◆ **AIM OF THE TASK**
Your answer should be every line from the records that contains "Debug".

◆ **MATERIALS PROVIDED**

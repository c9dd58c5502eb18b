// ============================================================
// Layer 3 — Sample Domain Types
// ============================================================
// An ImageIndex is the result of scanning a dataset directory:
// the sorted class names plus one ImageEntry per file.
// A LabeledImage is an entry after decoding, stored as a
// CHW buffer of f32 values in [0, 1]. An ImageItem is what a
// dataset hands to the batcher: a LabeledImage, or the reason
// the file behind that position could not be decoded.

use std::path::PathBuf;

/// One image file on disk together with its class index.
#[derive(Debug, Clone, PartialEq, Eq)]
pub struct ImageEntry {
    pub path:  PathBuf,
    pub label: usize,
}

impl ImageEntry {
    pub fn new(path: impl Into<PathBuf>, label: usize) -> Self {
        Self { path: path.into(), label }
    }
}

/// All entries of a dataset and the class names they index into.
#[derive(Debug, Clone, Default)]
pub struct ImageIndex {
    /// Class names in label order (label `i` is `classes[i]`)
    pub classes: Vec<String>,
    pub entries: Vec<ImageEntry>,
}

impl ImageIndex {
    pub fn num_classes(&self) -> usize {
        self.classes.len()
    }

    /// Number of entries per class, in label order.
    pub fn class_counts(&self) -> Vec<usize> {
        let mut counts = vec![0usize; self.classes.len()];
        for entry in &self.entries {
            if let Some(c) = counts.get_mut(entry.label) {
                *c += 1;
            }
        }
        counts
    }

    /// Re-express the labels of this index in terms of another class list.
    ///
    /// Used at evaluation time: the class order of the training run is
    /// authoritative, the evaluation directory may list a subset of it.
    /// Returns the name of the first class that is unknown to `classes`.
    pub fn remap_to(self, classes: &[String]) -> Result<ImageIndex, String> {
        let mut mapping = Vec::with_capacity(self.classes.len());
        for name in &self.classes {
            match classes.iter().position(|c| c == name) {
                Some(i) => mapping.push(i),
                None    => return Err(name.clone()),
            }
        }
        let entries = self
            .entries
            .into_iter()
            .map(|e| ImageEntry::new(e.path, mapping[e.label]))
            .collect();
        Ok(ImageIndex { classes: classes.to_vec(), entries })
    }
}

/// A decoded image in CHW layout with values in [0, 1].
#[derive(Debug, Clone)]
pub struct LabeledImage {
    pub source:   PathBuf,
    pub label:    usize,
    pub channels: usize,
    pub height:   usize,
    pub width:    usize,
    pub pixels:   Vec<f32>,
}

/// What a dataset yields for one position.
///
/// Decoding can fail long after the directory was scanned (lazy
/// loading), so the outcome travels with the item and the batcher
/// decides what to do with it.
#[derive(Debug, Clone)]
pub struct ImageItem {
    /// Position in the dataset; CSV rows are keyed on it
    pub index:  usize,
    pub source: PathBuf,
    /// The decoded image, or the decoder's error message
    pub image:  Result<LabeledImage, String>,
}

impl ImageItem {
    pub fn decoded(index: usize, image: LabeledImage) -> Self {
        Self { index, source: image.source.clone(), image: Ok(image) }
    }
}

#[cfg(test)]
mod tests {
    use super::*;

    fn index() -> ImageIndex {
        ImageIndex {
            classes: vec!["benign".into(), "malignant".into()],
            entries: vec![
                ImageEntry::new("a.png", 0),
                ImageEntry::new("b.png", 1),
                ImageEntry::new("c.png", 1),
            ],
        }
    }

    #[test]
    fn test_class_counts() {
        assert_eq!(index().class_counts(), vec![1, 2]);
    }

    #[test]
    fn test_remap_to_training_order() {
        let training = vec!["malignant".to_string(), "normal".into(), "benign".into()];
        let remapped = index().remap_to(&training).unwrap();
        let labels: Vec<usize> = remapped.entries.iter().map(|e| e.label).collect();
        assert_eq!(labels, vec![2, 0, 0]);
        assert_eq!(remapped.num_classes(), 3);
    }

    #[test]
    fn test_remap_unknown_class() {
        let training = vec!["benign".to_string()];
        assert_eq!(index().remap_to(&training).unwrap_err(), "malignant");
    }
}
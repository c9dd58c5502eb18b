// ============================================================
// Layer 6 — Infrastructure Layer
// ============================================================
// Cross-cutting concerns used by the trainer and the use cases:
//
//   checkpoint.rs   — model_best / model_last weights through
//                     Burn's CompactRecorder, plus the training
//                     config and the resumable run state as JSON
//
//   metrics.rs      — Running averages and the per-epoch
//                     metrics.csv
//
//   summary.rs      — Scalar time series (step, tag, value)
//                     for plotting loss and accuracy curves
//
//   predictions.rs  — Timestamped CSVs of validation
//                     predictions and class probabilities
//
//   progress.rs     — Throttled per-phase progress lines
//                     (epoch-N- / Val-N-)
//
//   logging.rs      — tracing subscriber writing to stdout
//                     and a timestamped log file
//
// Reference: Rust Book §9 (Error Handling with anyhow)
//            Burn Book §5 (Checkpointing)

/// Model checkpoint and training state persistence
pub mod checkpoint;

/// Average meters and the metrics CSV
pub mod metrics;

/// Scalar summaries
pub mod summary;

/// Prediction and probability CSV writers
pub mod predictions;

/// Progress lines for training and validation phases
pub mod progress;

/// Log subscriber setup
pub mod logging;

◆ **RESULT FOR THIS EXERCISE**
#[derive(Debug, Clone, PartialEq, Eq)]
#[derive(Debug, Clone, Default)]
#[derive(Debug, Clone)]
#[derive(Debug, Clone)]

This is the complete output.